Foto: Getty Images/J. Dyson
O segundo beatle canhoto
Ringo Starr também é canhoto. Porém, como Kurt Cobain e Paul McCartney, ele usa a mão direita para tocar bateria. O costume, porém, não é causado por limitações no instrumento: todo kit de bateria pode ser adaptado para canhotos – para isso, é só inverter as posições das peças.
Foto: Getty Images/M. Webb
O baterista-vocalista
Finalmente, um canhoto de verdade: Phil Collins come, escreve e toca a bateria com a mão esquerda. Isso significa que o londrino, que ficou famoso como integrante da banda de rock progressivo Genesis, ataca o contratempo e o bumbo com a mão esquerda – diferentemente, claro, dos destros. Na juventude, os Beatles eram os ídolos do londrino. Assim, ele se acostumou desde cedo com canhotos tocando.

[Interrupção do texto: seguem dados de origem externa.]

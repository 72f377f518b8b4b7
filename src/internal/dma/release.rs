//! Deferred release queue.
//!
//! Framebuffer references retired from interrupt context are parked here and
//! dropped later from thread context. The queue is a fixed-capacity FIFO ring.

use crate::internal::constants::RELEASE_QUEUE_DEPTH;

/// Bounded FIFO of values awaiting release.
pub(crate) struct ReleaseQueue<T, const N: usize = RELEASE_QUEUE_DEPTH> {
    entries: [Option<T>; N],
    /// Index of the oldest entry
    head: usize,
    /// Number of queued entries
    len: usize,
}

impl<T, const N: usize> ReleaseQueue<T, N> {
    /// Create an empty queue (const, suitable for static initialization)
    pub const fn new() -> Self {
        Self {
            entries: [const { None }; N],
            head: 0,
            len: 0,
        }
    }

    /// Number of queued entries
    #[inline]
    pub const fn len(&self) -> usize {
        self.len
    }

    /// Number of free entries
    #[inline]
    pub const fn free(&self) -> usize {
        N - self.len
    }

    /// Append a value, handing it back if the queue is full
    pub fn push(&mut self, value: T) -> Result<(), T> {
        if self.len == N {
            return Err(value);
        }
        let tail = (self.head + self.len) % N;
        self.entries[tail] = Some(value);
        self.len += 1;
        Ok(())
    }

    /// Remove the oldest value
    pub fn pop(&mut self) -> Option<T> {
        if self.len == 0 {
            return None;
        }
        let value = self.entries[self.head].take();
        self.head = (self.head + 1) % N;
        self.len -= 1;
        value
    }
}

impl<T, const N: usize> Default for ReleaseQueue<T, N> {
    fn default() -> Self {
        Self::new()
    }
}
//! Core driver components for an HLCDC layer.
//!
//! This module contains the building blocks for driving one layer of the
//! LCD controller:
//!
//! - [`config`] - Layer description and channel state
//! - [`error`] - Error types and result aliases
//! - [`flip`] - Framebuffer trait and completion callbacks
//! - [`interrupt`] - Interrupt mask and status decoding
//! - [`update`] - Dirty configuration register tracking
//! - [`layer`] - The layer DMA and update engine
//!
//! # Example
//!
//! ```ignore
//! use ph_hlcdc_layer::driver::{Layer, LayerConfig};
//!
//! let config = LayerConfig::new()
//!     .with_name("base")
//!     .with_regs_offset(0x40)
//!     .with_max_planes(1)
//!     .with_nconfigs(7);
//! ```

// Submodules
pub mod config;
pub mod error;
pub mod flip;
pub mod interrupt;
pub mod layer;
pub mod update;

// Re-exports for convenience
pub use config::{ChannelState, LayerConfig};
pub use error::{ConfigError, ConfigResult, DmaError, DmaResult, Error, IoError, IoResult, Result};
pub use flip::{FinishedCallback, Framebuffer};
pub use interrupt::{InterruptMask, InterruptStatus, PlaneStatus};
pub use layer::Layer;
pub use update::ConfigMask;
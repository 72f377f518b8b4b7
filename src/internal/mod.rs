//! Internal Implementation Details
//!
//! This module contains implementation details that are not part of the public API.
//! Types in this module may change without notice between minor versions.
//!
//! # Contents
//!
//! - [`constants`]: Hardware limits and pool sizing
//! - [`register`]: Layer register map and volatile access helpers
//! - [`dma`]: Descriptors, descriptor pool, channel and release queue
//!
//! # Stability
//!
//! **WARNING:** This module is `pub(crate)` only. Do not depend on any types
//! or functions in this module from external code. They are subject to change
//! without notice.

pub(crate) mod constants;
pub(crate) mod dma;
pub(crate) mod register;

Foto: picture-alliance/dpa/T. Bozoglu
O baterista tatuado
Nos anos 1990, os americanos do Blink-182 deram uma cara mais pop ao punk rock. Todo tatuado e canhoto, o baterista Travis Barker chama atenção nos palcos. A rebeldia de Barker, porém, vai além das tatuagens – o americano toca com um kit de bateria montado para destros.
Foto: Imago
A canhota inventiva
Elizabeth Cotten foi uma cantora e violonista de blues. Falecida em 1987, a americana fazia parte do pequeno grupo de canhotos que simplesmente invertem um violão para destros, sem alterar a ordem das cordas. A técnica foi batizada de "Cotten picking".
Foto: Imago
O ator genial e músico nas horas vagas
Nascido na Inglaterra, Charles Chaplin foi bem cedo para os Estados Unidos. Lá, surgiram seus primeiros curtas. Em "O Vagabundo" (1916), Chaplin aparece tocando um violino – com a mão esquerda. Além de ótimo ator, Chaplin também tocava, nas horas vagas, violino e violoncelo, sempre como canhoto. De acordo com colegas, ele aproveitava cada pausa nas gravações para praticar os instrumentos.

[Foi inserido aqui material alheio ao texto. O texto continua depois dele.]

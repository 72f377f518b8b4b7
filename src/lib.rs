//! Atmel HLCDC Layer Engine
//!
//! A `no_std`, `no_alloc` Rust implementation of the per-layer DMA and update
//! engine of the Atmel/Microchip HLCDC display controller (SAMA5D2/D3/D4,
//! SAM9X5).
//!
//! Each hardware layer fetches its planes through a chain of DMA
//! descriptors. This crate manages those descriptors, double-buffers layer
//! configuration so that register changes land together with the matching
//! framebuffer flip, and runs the interrupt-driven state machine that
//! retires flips the hardware has moved past.
//!
//! # Architecture
//!
//! 1. **Layer Engine** ([`driver::layer`]): update transactions, apply and
//!    interrupt handling
//! 2. **HAL** ([`hal`]): register bus abstraction and memory-mapped access
//! 3. **Sync** (`sync`): critical-section wrapper shared with the interrupt
//!    handler
//!
//! Framebuffers are opaque to the engine: anything implementing
//! [`Framebuffer`] (typically an `Arc` around a buffer object) can be
//! flipped. References are never dropped in interrupt context; they wait in
//! a release queue until collected.
//!
//! # Features
//!
//! - `critical-section` (default): Enable the ISR-safe `SharedLayer` wrapper
//! - `async`: Enable waker-driven collection of released framebuffers
//! - `defmt`: Enable defmt formatting for public types
//! - `log`: Enable diagnostics through the `log` facade
//!
//! # Example
//!
//! ```ignore
//! use ph_hlcdc_layer::{LayerConfig, MmioBus, SharedLayer};
//!
//! const BASE_LAYER: LayerConfig = LayerConfig::new()
//!     .with_name("base")
//!     .with_regs_offset(0x40)
//!     .with_max_planes(1)
//!     .with_nconfigs(7);
//!
//! static BASE: SharedLayer<MmioBus, Fb> =
//!     SharedLayer::new(unsafe { MmioBus::new(LCDC_BASE) }, BASE_LAYER);
//!
//! BASE.init().unwrap();
//!
//! // Page flip with a new position
//! BASE.update_start()?;
//! BASE.update_set_fb(Some(&fb), &[0]);
//! BASE.update_cfg(2, 0xFFFF_FFFF, pos);
//! BASE.update_set_finished(flip_done, 0);
//! BASE.update_commit();
//! ```
//!
//! # Memory Requirements
//!
//! Per layer: `max_planes * 4` descriptors of 16 bytes, two update slots of
//! 32 configuration words, and a release queue of 8 framebuffer handles.
//! The descriptors must sit in memory the LCDC can read.

#![no_std]
#![deny(missing_docs)]
#![allow(unsafe_code)]
#![deny(unsafe_op_in_unsafe_fn)]
// Clippy lint levels mirror the [lints] tables in Cargo.toml.
#![deny(clippy::correctness)]
#![warn(
    clippy::suspicious,
    clippy::style,
    clippy::complexity,
    clippy::perf,
    clippy::cloned_instead_of_copied,
    clippy::explicit_iter_loop,
    clippy::implicit_clone,
    clippy::inconsistent_struct_constructor,
    clippy::manual_assert,
    clippy::manual_let_else,
    clippy::match_same_arms,
    clippy::needless_pass_by_value,
    clippy::semicolon_if_nothing_returned,
    clippy::uninlined_format_args,
    clippy::unnested_or_patterns,
    clippy::std_instead_of_core,
    clippy::std_instead_of_alloc,
    clippy::alloc_instead_of_core
)]
#![allow(
    clippy::mod_module_files,
    clippy::self_named_module_files,
    clippy::similar_names,
    clippy::too_many_arguments,
    clippy::struct_excessive_bools,
    clippy::fn_params_excessive_bools,
    clippy::type_complexity,
    clippy::must_use_candidate,
    clippy::assertions_on_constants,
    clippy::cast_possible_truncation,
    clippy::cast_possible_wrap,
    clippy::cast_sign_loss,
    clippy::cast_precision_loss,
    clippy::cast_lossless,
    clippy::panic_in_result_fn,
    clippy::unwrap_used,
    clippy::expect_used,
    clippy::module_name_repetitions,
    clippy::wildcard_imports,
    clippy::items_after_statements,
    clippy::let_underscore_future
)]

// =============================================================================
// Modules
// =============================================================================

pub mod driver;
pub mod hal;

// Internal implementation details (pub(crate) only)
mod internal;

#[cfg(feature = "critical-section")]
#[cfg_attr(docsrs, doc(cfg(feature = "critical-section")))]
pub mod sync;

// Test utilities (only available during testing)
#[cfg(test)]
pub mod testing;

// =============================================================================
// Re-exports
// =============================================================================

pub use driver::config::{ChannelState, LayerConfig};
pub use driver::error::{
    ConfigError, ConfigResult, DmaError, DmaResult, Error, IoError, IoResult, Result,
};
pub use driver::flip::{FinishedCallback, Framebuffer};
pub use driver::interrupt::{InterruptMask, InterruptStatus, PlaneStatus};
pub use driver::layer::Layer;
pub use driver::update::ConfigMask;
pub use hal::{MmioBus, RegisterBus};
pub use internal::dma::{DescriptorState, PoolCensus};

// Re-export sync types when critical-section is enabled
#[cfg(feature = "critical-section")]
pub use sync::SharedLayer;

/// Low-level register layout for advanced use.
///
/// Offsets are relative to a layer block; most users never need them since
/// [`Layer`] computes every address from its [`LayerConfig`].
pub mod registers {
    pub use crate::internal::register::layer::{
        CHDR_DMA_CHAN, CHDR_OFFSET, CHDR_RST, CHER_A2Q, CHER_DMA_CHAN, CHER_OFFSET, CHER_UPDATE,
        CHSR_DMA_CHAN, CHSR_OFFSET, IDR_OFFSET, IER_OFFSET, IMR_OFFSET, ISR_OFFSET, LayerRegs,
        plane,
    };
}

/// Shared driver constants.
pub mod constants {
    pub use crate::internal::constants::{
        // Timing
        CHANNEL_IDLE_TIMEOUT_US,
        CHANNEL_POLL_INTERVAL_US,
        // Pool sizing
        DESCRIPTORS_PER_PLANE,
        // Hardware limits
        MAX_CONFIGS,
        MAX_DESCRIPTORS,
        MAX_PLANES,
        // Release queue
        RELEASE_QUEUE_DEPTH,
        UPDATE_SLOTS,
    };
}
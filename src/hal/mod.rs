//! Hardware Abstraction Layer
//!
//! Register access for the layer engine goes through the [`RegisterBus`]
//! trait, so the same driver runs against memory-mapped hardware
//! ([`MmioBus`]) or a host-side mock.
//!
//! # Delay Integration
//!
//! Operations that poll the hardware take an `embedded_hal::delay::DelayNs`
//! directly. Pass any delay implementation from your HAL.

pub mod regmap;

pub use regmap::{MmioBus, RegisterBus};
//! Layer DMA internals
//!
//! - `DmaDescriptor`: hardware descriptor with software lifecycle status
//! - [`DescriptorPool`]: fixed per-layer descriptor pool
//! - [`DmaChannel`]: current/queued flip bookkeeping
//! - [`ReleaseQueue`]: deferred framebuffer release

mod channel;
mod descriptor;
mod pool;
mod release;

pub(crate) use channel::DmaChannel;
pub use descriptor::DescriptorState;
pub(crate) use descriptor::status;
pub(crate) use pool::{DescriptorPool, DescriptorSet};
pub use pool::PoolCensus;
pub(crate) use release::ReleaseQueue;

Foto: picture-alliance/AP Photo
O maestro canhoto
Nascido em Buenos Aires, Daniel Barenboim teve aulas com grandes mestres do piano. Mais tarde, ele se formou maestro. O argentino fundou a Orquestra West-Eastern Divan, a única orquestra de Israel a contar com músicos palestinos e israelenses. Desde 1992, ele é diretor musical da Staatsoper Unter den Linden, de Berlim, a qual rege levando o bastão na mão esquerda.